Currently in our platform we are using geomesa to store large amounts of geographical and time sensitive metadata, and we are experiencing very poor performance metrics (i.e. latency) with our systems current configuration. The primary bottleneck has to do with the large amount of data returned by geomesa, so we are actively pursuing avenues to reduce and shrink the size of the responses. We have been investigating the use of MapReduce with in the system, but have run into some knowledge gaps due to the lack of documentation. The idea behind our MapReduce use case is to either intercept queries coming into our cluster, or run jobs to periodically to combine and reduce the primary dataset and place the results into a separate table. Ideally we would intercept the queries due to the complications of the data reduction, since the reductions is dependent on the parameters of a query.

 

MapReduce Options

·         When intercepting queries coming into our cluster we’d  have them trigger jobs that combine and reduce the queries raw metadata into a smaller set of formatted/processed data points which is then returned to our backend services as the result of the query.

·         Periodically or have events such as a write to a table trigger a job that process and reduces the primary data set and write the result to our new “query” table.

 

Questions

·         Can MapReduce jobs be triggered by events in the database?

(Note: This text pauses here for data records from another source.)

use veritable::{
    procedures::model_check::{count_models, model_check},
    reports::Verdict,
    structures::sentence::Sentence,
};

fn atom(name: &str) -> Sentence {
    Sentence::atom(name).expect("Valid atom name")
}

/// The knowledge base of the unicorn puzzle, built directly.
fn unicorn_kb() -> Sentence {
    Sentence::and(vec![
        Sentence::implies(atom("Mythical"), atom("Immortal")),
        Sentence::implies(
            Sentence::not(atom("Mythical")),
            Sentence::and(vec![atom("Mammal"), atom("Mortal")]),
        ),
        Sentence::implies(
            Sentence::or(vec![atom("Immortal"), atom("Mammal")]),
            atom("Horned"),
        ),
        Sentence::implies(atom("Horned"), atom("Magical")),
    ])
}

mod unicorn {
    use super::*;

    #[test]
    fn verdicts() {
        let kb = unicorn_kb();

        assert_eq!(model_check(&kb, &atom("Mythical")), Ok(Verdict::Undetermined));
        assert_eq!(model_check(&kb, &atom("Magical")), Ok(Verdict::Entailed));
        assert_eq!(model_check(&kb, &atom("Horned")), Ok(Verdict::Entailed));
    }

    #[test]
    fn model_count() {
        // Six symbols, three free choices once the premises bind the rest.
        let kb = unicorn_kb();

        assert_eq!(kb.symbols().len(), 6);
        assert_eq!(count_models(&kb), Ok(8));
    }
}

mod verdict_structure {
    use super::*;

    #[test]
    fn query_only_symbols_are_enumerated() {
        // The query atom does not occur in the knowledge base, so the check
        // must enumerate the union of the two symbol sets.
        let kb = atom("p");
        let query = atom("q");

        assert_eq!(model_check(&kb, &query), Ok(Verdict::Undetermined));
    }

    #[test]
    fn entailment_and_contradiction_exclude_each_other() {
        let p = atom("p");
        let q = atom("q");
        let kb = Sentence::and(vec![p.clone(), Sentence::iff(p.clone(), q.clone())]);

        let queries = [
            q.clone(),
            Sentence::not(q.clone()),
            Sentence::or(vec![p.clone(), q.clone()]),
            Sentence::and(vec![]),
            Sentence::or(vec![]),
        ];

        assert!(count_models(&kb).expect("Evaluation is total") > 0);

        for query in &queries {
            let verdict = model_check(&kb, query).expect("Evaluation is total");
            let negated = model_check(&kb, &Sentence::not(query.clone())).expect("Evaluation is total");

            // A single verdict per query, and negation swaps the decided verdicts.
            match verdict {
                Verdict::Entailed => assert_eq!(negated, Verdict::Contradicted),
                Verdict::Contradicted => assert_eq!(negated, Verdict::Entailed),
                Verdict::Undetermined => assert_eq!(negated, Verdict::Undetermined),
            }
        }
    }

    #[test]
    fn tautology_entailed_contradiction_contradicted() {
        let kb = atom("p");

        let tautology = Sentence::or(vec![atom("q"), Sentence::not(atom("q"))]);
        let contradiction = Sentence::and(vec![atom("q"), Sentence::not(atom("q"))]);

        assert_eq!(model_check(&kb, &tautology), Ok(Verdict::Entailed));
        assert_eq!(model_check(&kb, &contradiction), Ok(Verdict::Contradicted));
    }
}

mod vacuous_truth {
    use super::*;

    #[test]
    fn unsatisfiable_kb_entails_everything() {
        let kb = Sentence::and(vec![atom("p"), Sentence::not(atom("p"))]);

        assert_eq!(count_models(&kb), Ok(0));

        // The documented policy: entailed, never a silent undetermined.
        assert_eq!(model_check(&kb, &atom("p")), Ok(Verdict::Entailed));
        assert_eq!(model_check(&kb, &Sentence::not(atom("p"))), Ok(Verdict::Entailed));
        assert_eq!(model_check(&kb, &atom("unrelated")), Ok(Verdict::Entailed));
    }
}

·         Can one intercept the queries written to a geomesa instance?

·         How are MapReduce Jobs initiated, and can they be triggered programmatically?

·         Can we send back the results of a MapReduce Job as the result of a query?

·         Are there any other options to reduce the latency occurred by large responses from the database?

 

We were hoping that you'd be able to give us some insight into our problems and additional help in terms of the plausibility for our MapReduce and geomesa use case.